# amano substrate??



## chilled84 (22 Apr 2010)

I cant seem to get my head round this. I know its silly and must be just me, but i cant find what the white substrate he uses is, Its like play sand but looks slighty bigger grained?? Would be perfect for what i want. Anyone shed some light on this????


----------



## Garuf (22 Apr 2010)

yeah it's the stuff TGM sells for an arm a leg and a good lung. You can get 1-2mm graded gravel which is very very similar but it's not quiet white by and large.


----------



## chilled84 (22 Apr 2010)

Garuf said:
			
		

> yeah it's the stuff TGM sells for an arm a leg and a good lung. You can get 1-2mm graded gravel which is very very similar but it's not quiet white by and large.
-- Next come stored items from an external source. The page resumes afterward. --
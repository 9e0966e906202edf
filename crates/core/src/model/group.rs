use std::fmt;
use std::str::FromStr;

use qc_metrics_protocol::MetricRecord;
use serde::{Deserialize, Serialize};

/// Granularity used to split metric records into chart series.
#[derive(Debug, Clone, Copy, Default, PartialEq, Eq, Serialize, Deserialize)]
#[serde(rename_all = "kebab-case")]
pub enum GroupBy {
    /// One series per acquisition site.
    Site,
    /// One series per site and scan description, keyed `site:scan`.
    #[default]
    SiteScanType,
}

impl GroupBy {
    pub fn key_for(self, record: &MetricRecord) -> GroupKey {
        match self {
            GroupBy::Site => GroupKey(record.site_name.clone()),
            GroupBy::SiteScanType => GroupKey(format!(
                "{}:{}",
                record.site_name, record.scan_description
            )),
        }
    }
}

impl FromStr for GroupBy {
    type Err = String;

    fn from_str(s: &str) -> Result<Self, Self::Err> {
        match s.trim() {
            "site" => Ok(GroupBy::Site),
            "site-scan-type" | "site-scantype" => Ok(GroupBy::SiteScanType),
            other => Err(format!(
                "unknown grouping '{other}' (expected 'site' or 'site-scan-type')"
            )),
        }
    }
}

/// Name of one chart series, derived from a record by a [`GroupBy`].
#[derive(Debug, Clone, PartialEq, Eq, Hash, PartialOrd, Ord, Serialize, Deserialize)]
pub struct GroupKey(String);

impl GroupKey {
    pub fn new(key: impl Into<String>) -> Self {
        Self(key.into())
    }

    pub fn as_str(&self) -> &str {
        &self.0
    }
}

impl fmt::Display for GroupKey {
    fn fmt(&self, f: &mut fmt::Formatter<'_>) -> fmt::Result {
        f.write_str(&self.0)
    }
}

impl PartialEq<&str> for GroupKey {
    fn eq(&self, other: &&str) -> bool {
        self.0 == *other
    }
}
use serde::{Deserialize, Serialize};

use crate::theme::ThemeToken;
use crate::types::{Point, Rect};

/// Identifies one plotted data point: the series (group) position in the
/// chart and the index within that series.
#[derive(Debug, Clone, Copy, PartialEq, Eq, Hash, Serialize, Deserialize)]
pub struct PointRef {
    pub series: usize,
    pub index: usize,
}

impl PointRef {
    pub fn new(series: usize, index: usize) -> Self {
        Self { series, index }
    }
}

/// A single, stateless render instruction.
///
/// The core emits a `Vec<RenderCommand>` per chart. Renderers consume
/// this list sequentially; each command carries all the data it needs.
#[derive(Debug, Clone, Serialize, Deserialize)]
pub enum RenderCommand {
    /// Draw a filled rectangle, optionally with a text label.
    DrawRect {
        rect: Rect,
        color: ThemeToken,
        border_color: Option<ThemeToken>,
        label: Option<String>,
    },

    /// Draw a filled circle marking a data point. `point` is set for
    /// markers that can be hit-tested (click / hover).
    DrawCircle {
        center: Point,
        radius: f64,
        color: ThemeToken,
        point: Option<PointRef>,
    },

    /// Draw a text string at a position.
    DrawText {
        position: Point,
        text: String,
        color: ThemeToken,
        font_size: f64,
        align: TextAlign,
    },

    /// Draw a line segment.
    DrawLine {
        from: Point,
        to: Point,
        color: ThemeToken,
        width: f64,
    },

    /// Restrict subsequent drawing to a rectangular region.
    SetClip { rect: Rect },

    /// Remove the active clip region.
    ClearClip,

    /// Begin a logical group (e.g. one series).
    BeginGroup { id: String, label: Option<String> },

    /// End the current group.
    EndGroup,
}

#[derive(Debug, Clone, Copy, PartialEq, Eq, Serialize, Deserialize)]
pub enum TextAlign {
    Left,
    Center,
    Right,
}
O i knew it was something special, Know anywhere i can get some cheap?


----------



## Garuf (22 Apr 2010)

There's one that's similar by unipac called zambesi, it's darker though, try their website they might have new colours also try your pet shop or AE they tend to be cheapest for Unipac products.


----------



## chilled84 (22 Apr 2010)

Garuf said:
			
		

> There's one that's similar by unipac called zambesi, it's darker though, try their website they might have new colours also try your pet shop or AE they tend to be cheapest for Unipac products.



worth a look as i dont realy want something very light that will get blown about


----------



## Garuf (22 Apr 2010)

I have tesco playsand and found that to be fine... It's very pale too.


----------



## chilled84 (22 Apr 2010)

Garuf said:
			
		

> I have tesco playsand and found that to be fine... It's very pale too.



Its what i was gona get but im not 100% sure thats all.


----------



## Garuf (22 Apr 2010)

Try forum searching it, I'm sure there's a few other people using it, supercoley springs to mind.


----------



## chilled84 (23 Apr 2010)

Garuf said:
			
		

> Try forum searching it, I'm sure there's a few other people using it, supercoley springs to mind.



Did you know that supercoley is called upon every time for info lol. Popular ukaper.   Good man.


----------



## GHNelson (25 Apr 2010)

Chilli
What about this
http://www.aquaessentials.co.uk/caribse ... -4485.html
or this  http://www.aquaessentials.co.uk/unipac- ... -4436.html
hoggie


----------